It is inevitable that Apple's (news, site) iPad market share will decline as more rivals enter the market, but recent estimates still give the single device a five-year advantage against its horde of competitors.
Tablets, Mobiles: Two Different Games
While there is vigorous trench warfare in the mobile market, with constant innovation, improvement and aggressive marketing, it seems that whatever anyone does, the iPad keeps happily sailing into the distance in terms of sales, market awareness and consumer preference.
BlackBerry's PlayBook seems to have come and gone, HP's TouchPad met with reasonable reviews. Sony's upcoming S1 tablet and the unique S2 clamshell might look great, but may not do much better; will the ability to play old PlayStation games really help it sell?

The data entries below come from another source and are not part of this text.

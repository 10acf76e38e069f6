//! Stateful controller: one long-lived actor per entity.
//!
//! Packets are routed by their actor id. A packet whose type is marked as
//! "create" spawns the entity if it does not exist yet; any other packet
//! for a missing entity is dropped.

use std::collections::HashSet;
use std::sync::Arc;

use async_trait::async_trait;
use shoal_id::ActorId;
use shoal_wire::MessageType;
use tracing::{debug, warn};

use super::{
    ActorMessage, DispatchOutcome, DropReason, EntityHandler, EventController, RoutingTable,
};
use crate::actors::{Actor, ActorContext, ActorError, ActorManager};
use crate::topology::RemoteNode;

type InitFn<S> = dyn Fn(ActorId) -> S + Send + Sync;

/// Controller keeping one [`EntityActor`] per actor id.
pub struct StatefulController<S: Send + 'static> {
    routes: Arc<RoutingTable<dyn EntityHandler<S>>>,
    init: Arc<InitFn<S>>,
    create_types: HashSet<MessageType>,
    actors: ActorManager<ActorMessage>,
}

impl<S: Send + 'static> StatefulController<S> {
    /// `init` builds the state of a newly created entity.
    pub fn new(
        routes: RoutingTable<dyn EntityHandler<S>>,
        init: impl Fn(ActorId) -> S + Send + Sync + 'static,
    ) -> Self {
        Self {
            routes: Arc::new(routes),
            init: Arc::new(init),
            create_types: HashSet::new(),
            actors: ActorManager::new(),
        }
    }

    /// Marks `message_type` as creating its target entity on demand.
    #[must_use]
    pub fn create_on(mut self, message_type: MessageType) -> Self {
        self.create_types.insert(message_type);
        self
    }

    /// Uses `actors` instead of a default manager.
    #[must_use]
    pub fn with_actor_manager(mut self, actors: ActorManager<ActorMessage>) -> Self {
        self.actors = actors;
        self
    }

    pub fn actors(&self) -> &ActorManager<ActorMessage> {
        &self.actors
    }

    fn new_actor(&self, actor_id: ActorId) -> EntityActor<S> {
        EntityActor {
            state: (self.init)(actor_id),
            routes: Arc::clone(&self.routes),
        }
    }
}

#[async_trait]
impl<S: Send + 'static> EventController for StatefulController<S> {
    fn on_packet(&self, msg: ActorMessage) -> DispatchOutcome {
        let message_type = msg.message_type();
        let actor_id = msg.actor_id();

        if !self.routes.contains(message_type) {
            warn!(message_type = %message_type, actor_id = %actor_id, "No handler for message type, dropping");
            return DispatchOutcome::Dropped(DropReason::NoHandler(message_type));
        }

        let (handle, created) = if self.create_types.contains(&message_type) {
            self.actors
                .get_or_spawn(actor_id, || self.new_actor(actor_id))
        } else {
            match self.actors.get(actor_id) {
                Some(handle) => (handle, false),
                None => {
                    warn!(
                        message_type = %message_type,
                        actor_id = %actor_id,
                        peer = %msg.replier.peer(),
                        "Actor not found, dropping"
                    );
                    return DispatchOutcome::Dropped(DropReason::UnknownActor(actor_id));
                }
            }
        };

        if handle.send(msg).is_err() {
            warn!(actor_id = %actor_id, message_type = %message_type, "Actor stopped, dropping");
            return DispatchOutcome::Dropped(DropReason::ActorStopped(actor_id));
        }

        if created {
            debug!(actor_id = %actor_id, message_type = %message_type, "Created actor");
            DispatchOutcome::Created
        } else {
            DispatchOutcome::Dispatched
        }
    }

    fn on_leave(&self, node: &Arc<RemoteNode>) {
        debug!(node_id = %node.node_id(), actors = self.actors.len(), "Peer left");
    }

    fn create_actor(&self, actor_id: ActorId) -> bool {
        let (_, created) = self
            .actors
            .get_or_spawn(actor_id, || self.new_actor(actor_id));
        created
    }

    async fn shutdown(&self) {
        self.actors.stop_all().await;
    }
}

// =============================================================================
// Entity Actor
// =============================================================================

/// Actor owning the state of one entity.
pub struct EntityActor<S: Send + 'static> {
    state: S,
    routes: Arc<RoutingTable<dyn EntityHandler<S>>>,
}

#[async_trait]
impl<S: Send + 'static> Actor for EntityActor<S> {
    type Message = ActorMessage;

    fn name(&self) -> &str {
        "entity"
    }

    async fn handle(&mut self, msg: ActorMessage, ctx: &mut ActorContext) -> Result<bool, ActorError> {
        let message_type = msg.message_type();
        let Some(handler) = self.routes.get(message_type).cloned() else {
            warn!(actor_id = %ctx.actor_id, message_type = %message_type, "No handler inside actor");
            return Ok(true);
        };

        match handler.handle(&mut self.state, &msg).await {
            Ok(Some(payload)) => {
                if let Err(e) = msg.reply(payload) {
                    warn!(actor_id = %ctx.actor_id, error = %e, "Failed to queue reply");
                }
                Ok(true)
            }
            Ok(None) => Ok(true),
            Err(e) => Err(ActorError::Handler(e.to_string())),
        }
    }
}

Android devices have suffered due to the poorly featured and specced first generation of tablets, and while the "Gingerbread" OS tablets are now competing, no one is claiming mega sales. Finally, we all await the Windows 8-powered generation of tablets, though that doesn't seem to be stopping people from buying iPads by the million.
The Tipping Point
Now we have an Informal forecast that reckons Android will finally catch the iPad after 2015, when both platforms will meet at around the 37% to 38% market share point. While that might sound like a mighty fall for Apple, which had a 75% share last year, it largely signals the commoditization of the market.
Apple could fight back with a cheaper, cut-down version of the iPad to battle huge numbers of Android-powered clones but, based on its recent financials, it has little need to. We still wait for the much-speculated budget iPhone that will help Apple complete at the lower end of the smartphone market.
Of course, by 2015, Apple or another player could have moved the market somewhere else -- wearable computing, holographics or something we haven't thought of -- and we'll just think of tablets as a nostalgic craze.